**Task brief**
Report every line below that holds the word "Forwards".

**Exercise inputs**

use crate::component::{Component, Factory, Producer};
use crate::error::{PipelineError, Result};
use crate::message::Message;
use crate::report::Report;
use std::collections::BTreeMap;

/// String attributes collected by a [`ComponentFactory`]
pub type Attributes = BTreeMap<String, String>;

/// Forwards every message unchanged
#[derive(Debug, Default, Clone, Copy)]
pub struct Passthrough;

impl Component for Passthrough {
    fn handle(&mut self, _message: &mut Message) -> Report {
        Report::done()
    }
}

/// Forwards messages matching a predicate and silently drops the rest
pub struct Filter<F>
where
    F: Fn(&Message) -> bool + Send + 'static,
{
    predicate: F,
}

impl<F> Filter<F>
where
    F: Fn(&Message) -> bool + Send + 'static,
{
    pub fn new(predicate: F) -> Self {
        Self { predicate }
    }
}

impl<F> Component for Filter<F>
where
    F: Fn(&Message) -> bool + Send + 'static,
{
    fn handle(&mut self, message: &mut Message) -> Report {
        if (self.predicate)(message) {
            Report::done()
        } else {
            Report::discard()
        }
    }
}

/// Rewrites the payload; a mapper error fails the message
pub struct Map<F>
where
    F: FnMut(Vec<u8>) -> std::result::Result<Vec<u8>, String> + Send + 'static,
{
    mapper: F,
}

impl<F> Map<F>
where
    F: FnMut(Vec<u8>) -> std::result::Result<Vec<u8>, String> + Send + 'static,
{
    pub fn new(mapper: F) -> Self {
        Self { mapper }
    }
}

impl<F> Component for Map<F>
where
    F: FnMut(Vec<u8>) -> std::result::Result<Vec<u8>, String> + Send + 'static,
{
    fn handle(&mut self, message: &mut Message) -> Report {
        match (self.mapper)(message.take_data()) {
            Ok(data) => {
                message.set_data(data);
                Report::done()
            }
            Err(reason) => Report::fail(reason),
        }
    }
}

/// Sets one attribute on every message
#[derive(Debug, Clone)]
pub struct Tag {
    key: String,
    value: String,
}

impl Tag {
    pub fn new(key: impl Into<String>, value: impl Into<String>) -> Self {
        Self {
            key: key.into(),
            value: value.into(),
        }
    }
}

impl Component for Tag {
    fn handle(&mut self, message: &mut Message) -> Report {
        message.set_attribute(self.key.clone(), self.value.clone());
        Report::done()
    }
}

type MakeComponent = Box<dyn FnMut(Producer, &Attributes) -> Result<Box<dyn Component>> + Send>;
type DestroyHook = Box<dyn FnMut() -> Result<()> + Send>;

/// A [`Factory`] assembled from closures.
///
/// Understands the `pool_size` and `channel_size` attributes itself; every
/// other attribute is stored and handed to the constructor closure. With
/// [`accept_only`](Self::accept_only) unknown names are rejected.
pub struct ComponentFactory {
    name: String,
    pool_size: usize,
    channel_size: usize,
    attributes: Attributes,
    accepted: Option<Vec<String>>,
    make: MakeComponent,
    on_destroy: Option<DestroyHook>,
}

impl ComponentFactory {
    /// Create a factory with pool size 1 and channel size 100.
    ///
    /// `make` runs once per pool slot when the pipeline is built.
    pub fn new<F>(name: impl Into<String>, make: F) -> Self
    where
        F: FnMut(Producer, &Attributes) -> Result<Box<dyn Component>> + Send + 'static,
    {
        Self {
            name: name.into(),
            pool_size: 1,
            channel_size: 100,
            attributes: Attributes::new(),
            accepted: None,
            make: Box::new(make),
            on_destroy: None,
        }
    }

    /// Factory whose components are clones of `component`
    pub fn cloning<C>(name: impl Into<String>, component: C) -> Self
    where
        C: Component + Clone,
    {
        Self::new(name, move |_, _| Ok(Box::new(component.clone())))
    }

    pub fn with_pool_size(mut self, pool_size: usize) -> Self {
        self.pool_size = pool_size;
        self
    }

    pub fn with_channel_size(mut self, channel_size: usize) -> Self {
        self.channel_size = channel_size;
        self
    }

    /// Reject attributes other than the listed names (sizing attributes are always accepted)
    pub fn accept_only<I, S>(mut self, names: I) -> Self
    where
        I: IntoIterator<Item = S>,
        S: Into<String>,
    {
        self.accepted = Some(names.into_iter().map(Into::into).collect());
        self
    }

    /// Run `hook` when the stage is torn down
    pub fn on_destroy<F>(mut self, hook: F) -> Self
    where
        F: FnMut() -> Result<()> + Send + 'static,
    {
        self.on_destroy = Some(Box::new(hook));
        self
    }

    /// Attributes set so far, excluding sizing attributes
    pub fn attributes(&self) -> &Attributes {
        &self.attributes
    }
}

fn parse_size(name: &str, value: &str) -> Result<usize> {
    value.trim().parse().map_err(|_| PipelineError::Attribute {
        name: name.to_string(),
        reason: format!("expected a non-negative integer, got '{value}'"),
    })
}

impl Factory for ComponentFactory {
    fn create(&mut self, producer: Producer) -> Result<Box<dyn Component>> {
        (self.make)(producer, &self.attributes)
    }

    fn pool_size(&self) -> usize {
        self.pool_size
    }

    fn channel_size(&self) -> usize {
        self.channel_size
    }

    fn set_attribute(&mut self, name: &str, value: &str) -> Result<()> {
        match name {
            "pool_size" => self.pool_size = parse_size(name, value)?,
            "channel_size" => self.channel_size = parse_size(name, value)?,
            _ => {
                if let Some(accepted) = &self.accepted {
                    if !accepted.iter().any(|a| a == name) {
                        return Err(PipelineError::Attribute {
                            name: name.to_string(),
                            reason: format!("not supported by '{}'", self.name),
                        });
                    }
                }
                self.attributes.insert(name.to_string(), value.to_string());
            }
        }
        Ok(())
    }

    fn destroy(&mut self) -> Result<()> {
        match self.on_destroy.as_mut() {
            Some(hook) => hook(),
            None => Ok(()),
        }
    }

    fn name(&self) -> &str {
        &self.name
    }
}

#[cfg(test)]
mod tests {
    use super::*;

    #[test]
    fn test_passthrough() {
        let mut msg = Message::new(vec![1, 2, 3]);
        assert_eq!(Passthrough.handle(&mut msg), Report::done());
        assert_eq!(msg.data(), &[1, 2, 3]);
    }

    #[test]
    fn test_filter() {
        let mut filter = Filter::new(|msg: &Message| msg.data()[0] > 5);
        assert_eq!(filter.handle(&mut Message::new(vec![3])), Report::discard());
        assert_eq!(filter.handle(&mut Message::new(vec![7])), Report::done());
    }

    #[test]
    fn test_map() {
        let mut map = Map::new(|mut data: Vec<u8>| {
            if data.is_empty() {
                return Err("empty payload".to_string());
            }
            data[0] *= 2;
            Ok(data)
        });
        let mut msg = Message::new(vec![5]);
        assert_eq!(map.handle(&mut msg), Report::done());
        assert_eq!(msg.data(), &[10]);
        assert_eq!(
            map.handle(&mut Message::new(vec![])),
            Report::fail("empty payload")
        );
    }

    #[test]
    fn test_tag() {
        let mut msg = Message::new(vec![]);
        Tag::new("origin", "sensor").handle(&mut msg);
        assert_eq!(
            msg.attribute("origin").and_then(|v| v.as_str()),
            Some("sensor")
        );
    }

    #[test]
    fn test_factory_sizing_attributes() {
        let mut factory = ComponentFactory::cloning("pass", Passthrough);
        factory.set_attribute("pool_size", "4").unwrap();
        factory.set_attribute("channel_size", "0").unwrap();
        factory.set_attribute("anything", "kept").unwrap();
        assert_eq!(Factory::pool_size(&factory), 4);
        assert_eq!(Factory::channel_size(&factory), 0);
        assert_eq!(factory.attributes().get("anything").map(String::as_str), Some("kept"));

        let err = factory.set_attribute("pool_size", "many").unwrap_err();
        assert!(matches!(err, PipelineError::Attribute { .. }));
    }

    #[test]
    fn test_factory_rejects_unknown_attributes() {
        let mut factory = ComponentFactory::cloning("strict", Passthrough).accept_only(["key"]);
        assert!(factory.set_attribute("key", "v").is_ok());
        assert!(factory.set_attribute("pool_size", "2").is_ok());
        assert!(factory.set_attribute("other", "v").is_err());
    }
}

--

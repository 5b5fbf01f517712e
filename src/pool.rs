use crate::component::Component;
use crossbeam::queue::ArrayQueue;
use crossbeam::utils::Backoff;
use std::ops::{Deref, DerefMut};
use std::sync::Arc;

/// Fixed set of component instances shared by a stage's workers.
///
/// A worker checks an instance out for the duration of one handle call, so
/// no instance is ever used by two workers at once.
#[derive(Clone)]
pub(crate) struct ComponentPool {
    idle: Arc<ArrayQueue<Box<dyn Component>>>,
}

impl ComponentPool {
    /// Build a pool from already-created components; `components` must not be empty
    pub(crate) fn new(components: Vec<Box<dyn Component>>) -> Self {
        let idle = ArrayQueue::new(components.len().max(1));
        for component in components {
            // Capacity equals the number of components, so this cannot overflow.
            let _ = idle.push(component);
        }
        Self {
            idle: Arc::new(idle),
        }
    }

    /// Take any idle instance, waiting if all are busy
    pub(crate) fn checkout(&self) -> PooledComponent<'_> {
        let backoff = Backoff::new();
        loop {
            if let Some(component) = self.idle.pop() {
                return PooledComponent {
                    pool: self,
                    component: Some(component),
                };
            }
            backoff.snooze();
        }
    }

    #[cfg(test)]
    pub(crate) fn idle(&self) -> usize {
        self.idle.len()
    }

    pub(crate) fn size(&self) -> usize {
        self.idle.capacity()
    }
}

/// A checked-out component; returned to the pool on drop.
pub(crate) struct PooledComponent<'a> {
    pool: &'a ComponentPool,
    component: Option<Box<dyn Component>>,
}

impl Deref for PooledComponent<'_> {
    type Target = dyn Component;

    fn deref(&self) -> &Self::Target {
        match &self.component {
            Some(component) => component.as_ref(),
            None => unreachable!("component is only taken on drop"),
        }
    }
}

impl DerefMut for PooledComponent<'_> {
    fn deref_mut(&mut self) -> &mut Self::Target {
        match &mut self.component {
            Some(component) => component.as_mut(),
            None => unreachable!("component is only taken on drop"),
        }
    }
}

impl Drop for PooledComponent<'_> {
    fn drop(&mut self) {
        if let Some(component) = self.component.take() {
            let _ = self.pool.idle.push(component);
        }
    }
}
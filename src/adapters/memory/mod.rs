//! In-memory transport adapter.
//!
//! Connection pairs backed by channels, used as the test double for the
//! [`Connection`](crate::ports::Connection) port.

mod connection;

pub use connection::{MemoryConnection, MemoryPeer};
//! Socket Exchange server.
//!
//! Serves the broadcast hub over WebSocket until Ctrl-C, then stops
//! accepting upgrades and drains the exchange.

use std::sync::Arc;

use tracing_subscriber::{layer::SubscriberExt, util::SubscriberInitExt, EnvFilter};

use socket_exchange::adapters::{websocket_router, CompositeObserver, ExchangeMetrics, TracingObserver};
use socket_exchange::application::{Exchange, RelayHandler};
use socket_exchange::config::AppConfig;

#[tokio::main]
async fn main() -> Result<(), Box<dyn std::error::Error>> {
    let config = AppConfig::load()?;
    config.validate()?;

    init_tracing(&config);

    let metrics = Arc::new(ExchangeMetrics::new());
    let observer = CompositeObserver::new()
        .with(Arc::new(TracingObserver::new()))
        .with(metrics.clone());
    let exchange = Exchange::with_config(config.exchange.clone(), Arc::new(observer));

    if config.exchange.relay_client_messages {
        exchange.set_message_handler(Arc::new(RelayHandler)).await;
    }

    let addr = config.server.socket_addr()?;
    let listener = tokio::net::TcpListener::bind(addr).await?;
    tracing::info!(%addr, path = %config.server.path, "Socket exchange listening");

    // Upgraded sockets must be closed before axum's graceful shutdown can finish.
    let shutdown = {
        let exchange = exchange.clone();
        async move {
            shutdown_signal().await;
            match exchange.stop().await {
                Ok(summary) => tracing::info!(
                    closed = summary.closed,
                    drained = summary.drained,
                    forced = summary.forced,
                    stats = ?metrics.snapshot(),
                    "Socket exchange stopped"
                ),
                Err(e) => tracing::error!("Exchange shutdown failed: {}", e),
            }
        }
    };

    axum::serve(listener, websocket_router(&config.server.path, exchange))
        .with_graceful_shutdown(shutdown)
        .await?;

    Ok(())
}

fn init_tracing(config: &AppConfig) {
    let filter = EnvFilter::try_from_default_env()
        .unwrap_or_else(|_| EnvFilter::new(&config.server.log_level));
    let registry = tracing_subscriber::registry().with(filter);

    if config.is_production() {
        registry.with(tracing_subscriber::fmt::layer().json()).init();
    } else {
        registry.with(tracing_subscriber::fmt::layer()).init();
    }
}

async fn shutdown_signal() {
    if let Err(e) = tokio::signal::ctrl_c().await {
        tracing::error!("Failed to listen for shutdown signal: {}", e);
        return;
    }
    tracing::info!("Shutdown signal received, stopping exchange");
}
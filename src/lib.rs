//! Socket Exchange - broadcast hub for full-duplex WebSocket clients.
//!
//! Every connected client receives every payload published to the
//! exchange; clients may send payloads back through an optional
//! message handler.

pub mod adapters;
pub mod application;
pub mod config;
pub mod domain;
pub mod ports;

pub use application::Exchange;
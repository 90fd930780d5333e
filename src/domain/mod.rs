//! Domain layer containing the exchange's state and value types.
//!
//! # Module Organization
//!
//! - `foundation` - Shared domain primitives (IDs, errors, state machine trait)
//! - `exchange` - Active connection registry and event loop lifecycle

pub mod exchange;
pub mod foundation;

**Solved problem**
/// Forwards every message unchanged
/// Forwards messages matching a predicate and silently drops the rest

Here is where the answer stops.